A standard treatment protocol for breast cancer entails administering neoadjuvant therapy followed by surgical removal of the tumor and surrounding tissue. Pathologists typically rely on cabinet X-ray radiographs, known as Faxitron, to examine the excised breast tissue and diagnose the extent of residual disease. However, accurately determining the location, size, and focality of residual cancer can be challenging, and incorrect assessments can lead to clinical consequences. The utilization of automated methods can improve the histopathology process, allowing pathologists to choose regions for sampling more effectively and precisely. Despite the recognized necessity, there are currently no such methods available. Training such automated detection models require accurate ground truth labels on ex-vivo radiology images, which can be acquired through registering Faxitron and histopathology images and mapping the extent of cancer from histopathology to x-ray images. This study introduces a deep learning-based image registration approach trained on mono-modal synthetic image pairs.
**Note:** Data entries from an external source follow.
//! Module caching infrastructure
//!
//! Provides content-addressable storage for compiled Raya modules at ~/.raya/cache/

mod metadata;

pub use metadata::ModuleMetadata;

use sha2::{Digest, Sha256};
use std::fs;
use std::io::Write;
use std::path::{Path, PathBuf};
use thiserror::Error;

/// Errors that can occur during cache operations
#[derive(Debug, Error)]
pub enum CacheError {
    /// IO error (file operations)
    #[error("IO error: {0}")]
    IoError(#[from] std::io::Error),

    /// Cache directory creation failed
    #[error("Failed to create cache directory: {0}")]
    CacheInitError(String),

    /// Module not found in cache
    #[error("Module not found in cache: {0}")]
    ModuleNotFound(String),

    /// Checksum mismatch
    #[error("Checksum mismatch: expected {expected}, got {actual}")]
    ChecksumMismatch { expected: String, actual: String },

    /// Metadata error
    #[error("Metadata error: {0}")]
    MetadataError(String),

    /// Invalid hash format
    #[error("Invalid hash format: {0}")]
    InvalidHash(String),
}

/// Content-addressable cache for Raya modules
///
/// Stores compiled .rbin modules at ~/.raya/cache/ indexed by SHA-256 hash.
///
/// Directory structure:
/// ```text
/// ~/.raya/cache/
/// ├── <sha256-hash>/
/// │   ├── module.rbin
/// │   └── metadata.json
/// ├── tmp/
/// └── registry/
/// ```
#[derive(Debug, Clone)]
pub struct Cache {
    /// Root cache directory (~/.raya/cache/)
    root: PathBuf,
}

impl Cache {
    /// Initialize the cache
    ///
    /// Creates the cache directory structure at ~/.raya/cache/ if it doesn't exist.
    ///
    /// # Returns
    /// * `Ok(Cache)` - Successfully initialized cache
    /// * `Err(CacheError)` - Failed to create cache directory
    ///
    /// # Example
    /// ```
    /// # use rpkg::Cache;
    /// let cache = Cache::init().unwrap();
    /// ```
    pub fn init() -> Result<Self, CacheError> {
        let root = Self::cache_dir()?;

        // Create cache directory structure
        fs::create_dir_all(&root)?;
        fs::create_dir_all(root.join("tmp"))?;
        fs::create_dir_all(root.join("registry"))?;

        Ok(Self { root })
    }

    /// Get the cache directory path
    ///
    /// Returns ~/.raya/cache/ or an error if home directory cannot be determined.
    fn cache_dir() -> Result<PathBuf, CacheError> {
        let home = dirs::home_dir().ok_or_else(|| {
            CacheError::CacheInitError("Could not determine home directory".to_string())
        })?;

        Ok(home.join(".raya").join("cache"))
    }

    /// Store a module in the cache
    ///
    /// # Arguments
    /// * `module_bytes` - Raw .rbin module data
    ///
    /// # Returns
    /// * `Ok([u8; 32])` - SHA-256 hash of the stored module
    /// * `Err(CacheError)` - Storage failed
    ///
    /// # Example
    /// ```no_run
    /// # use rpkg::Cache;
    /// # let cache = Cache::init().unwrap();
    /// let module_data = std::fs::read("my_module.rbin").unwrap();
    /// let hash = cache.store(&module_data).unwrap();
    /// println!("Stored with hash: {}", hex::encode(hash));
    /// ```
    pub fn store(&self, module_bytes: &[u8]) -> Result<[u8; 32], CacheError> {
        // Compute SHA-256 hash
        let hash = Sha256::digest(module_bytes);
        let checksum: [u8; 32] = hash.into();
        let hash_str = hex::encode(checksum);

        // Check if already cached
        if self.exists(&checksum) {
            return Ok(checksum);
        }

        // Create module directory
        let module_dir = self.root.join(&hash_str);
        fs::create_dir_all(&module_dir)?;

        // Write to temporary file first (atomic write)
        let tmp_dir = self.root.join("tmp");
        fs::create_dir_all(&tmp_dir)?; // Ensure tmp directory exists
        let tmp_path = tmp_dir.join(format!("{}.tmp", hash_str));
        let mut tmp_file = fs::File::create(&tmp_path)?;
        tmp_file.write_all(module_bytes)?;
        tmp_file.sync_all()?;

        // Move to final location
        let final_path = module_dir.join("module.rbin");
        fs::rename(&tmp_path, &final_path)?;

        Ok(checksum)
    }

    /// Retrieve a module from the cache
    ///
    /// # Arguments
    /// * `hash` - SHA-256 hash of the module
    ///
    /// # Returns
    /// * `Ok(Vec<u8>)` - Module bytes
    /// * `Err(CacheError)` - Module not found or read failed
    ///
    /// # Example
    /// ```no_run
    /// # use rpkg::Cache;
    /// # let cache = Cache::init().unwrap();
    /// # let hash = [0u8; 32];
    /// let module_bytes = cache.retrieve(&hash).unwrap();
    /// ```
    pub fn retrieve(&self, hash: &[u8; 32]) -> Result<Vec<u8>, CacheError> {
        let path = self.module_path(hash);

        if !path.exists() {
            return Err(CacheError::ModuleNotFound(hex::encode(hash)));
        }

        let bytes = fs::read(&path)?;

        // Verify checksum
        let computed_hash = Sha256::digest(&bytes);
        let computed_checksum: [u8; 32] = computed_hash.into();

        if &computed_checksum != hash {
            return Err(CacheError::ChecksumMismatch {
                expected: hex::encode(hash),
                actual: hex::encode(computed_checksum),
            });
        }

        Ok(bytes)
    }

    /// Check if a module exists in the cache
    ///
    /// # Arguments
    /// * `hash` - SHA-256 hash of the module
    ///
    /// # Returns
    /// * `true` - Module exists in cache
    /// * `false` - Module not found
    ///
    /// # Example
    /// ```no_run
    /// # use rpkg::Cache;
    /// # let cache = Cache::init().unwrap();
    /// # let hash = [0u8; 32];
    /// if cache.exists(&hash) {
    ///     println!("Module is cached");
    /// }
    /// ```
    pub fn exists(&self, hash: &[u8; 32]) -> bool {
        self.module_path(hash).exists()
    }

    /// Get the path to a cached module
    ///
    /// # Arguments
    /// * `hash` - SHA-256 hash of the module
    ///
    /// # Returns
    /// * `PathBuf` - Path to the module.rbin file
    ///
    /// # Example
    /// ```no_run
    /// # use rpkg::Cache;
    /// # let cache = Cache::init().unwrap();
    /// # let hash = [0u8; 32];
    /// let path = cache.module_path(&hash);
    /// println!("Module path: {}", path.display());
    /// ```
    pub fn module_path(&self, hash: &[u8; 32]) -> PathBuf {
        let hash_str = hex::encode(hash);
        self.root.join(&hash_str).join("module.rbin")
    }

    /// Get the path to a module's metadata file
    ///
    /// # Arguments
    /// * `hash` - SHA-256 hash of the module
    ///
    /// # Returns
    /// * `PathBuf` - Path to the metadata.json file
    pub fn metadata_path(&self, hash: &[u8; 32]) -> PathBuf {
        let hash_str = hex::encode(hash);
        self.root.join(&hash_str).join("metadata.json")
    }

    /// Store metadata for a cached module
    ///
    /// # Arguments
    /// * `hash` - SHA-256 hash of the module
    /// * `metadata` - Module metadata to store
    ///
    /// # Returns
    /// * `Ok(())` - Metadata stored successfully
    /// * `Err(CacheError)` - Storage failed
    pub fn store_metadata(
        &self,
        hash: &[u8; 32],
        metadata: &ModuleMetadata,
    ) -> Result<(), CacheError> {
        let path = self.metadata_path(hash);
        metadata
            .save(&path)
            .map_err(|e| CacheError::MetadataError(e.to_string()))
    }

    /// Load metadata for a cached module
    ///
    /// # Arguments
    /// * `hash` - SHA-256 hash of the module
    ///
    /// # Returns
    /// * `Ok(ModuleMetadata)` - Loaded metadata
    /// * `Err(CacheError)` - Load failed
    pub fn load_metadata(&self, hash: &[u8; 32]) -> Result<ModuleMetadata, CacheError> {
        let path = self.metadata_path(hash);
        ModuleMetadata::load(&path).map_err(|e| CacheError::MetadataError(e.to_string()))
    }

    /// Get the cache root directory
    pub fn root(&self) -> &Path {
        &self.root
    }

    /// Clear the entire cache
    ///
    /// **Warning:** This deletes all cached modules!
    ///
    /// # Returns
    /// * `Ok(())` - Cache cleared successfully
    /// * `Err(CacheError)` - Failed to clear cache
    pub fn clear(&self) -> Result<(), CacheError> {
        for entry in fs::read_dir(&self.root)? {
            let entry = entry?;
            let path = entry.path();

            if path.is_dir() && path.file_name() != Some("tmp".as_ref()) {
                fs::remove_dir_all(&path)?;
            }
        }

        Ok(())
    }
}

#[cfg(test)]
mod tests {
    use super::*;

    #[test]
    fn test_cache_init() {
        let cache = Cache::init();
        assert!(cache.is_ok());
    }

    #[test]
    fn test_store_and_retrieve() {
        let cache = Cache::init().unwrap();
        let test_data = b"test module data";

        // Store
        let hash = cache.store(test_data).unwrap();

        // Verify it exists
        assert!(cache.exists(&hash));

        // Retrieve
        let retrieved = cache.retrieve(&hash).unwrap();
        assert_eq!(retrieved, test_data);
    }

    #[test]
    fn test_duplicate_store() {
        let cache = Cache::init().unwrap();
        let test_data = b"test module data";

        // Store twice
        let hash1 = cache.store(test_data).unwrap();
        let hash2 = cache.store(test_data).unwrap();

        // Should have same hash
        assert_eq!(hash1, hash2);
    }

    #[test]
    fn test_module_not_found() {
        let cache = Cache::init().unwrap();
        let nonexistent_hash = [0u8; 32];

        let result = cache.retrieve(&nonexistent_hash);
        assert!(result.is_err());
        assert!(matches!(result, Err(CacheError::ModuleNotFound(_))));
    }

    #[test]
    fn test_exists() {
        let cache = Cache::init().unwrap();
        let test_data = b"test module data";

        let hash = cache.store(test_data).unwrap();
        assert!(cache.exists(&hash));

        let nonexistent = [0u8; 32];
        assert!(!cache.exists(&nonexistent));
    }
}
The models were trained using data from 50 women who received neoadjuvant chemotherapy and underwent surgery. The results demonstrate that our method is faster and yields significantly lower average landmark error ($2.1\pm1.96$ mm) over the state-of-the-art iterative ($4.43\pm4.1$ mm) and deep learning ($4.02\pm3.15$ mm) approaches. Improved performance of our approach in integrating radiology and pathology information facilitates generating large datasets, which allows training models for more accurate breast cancer detection.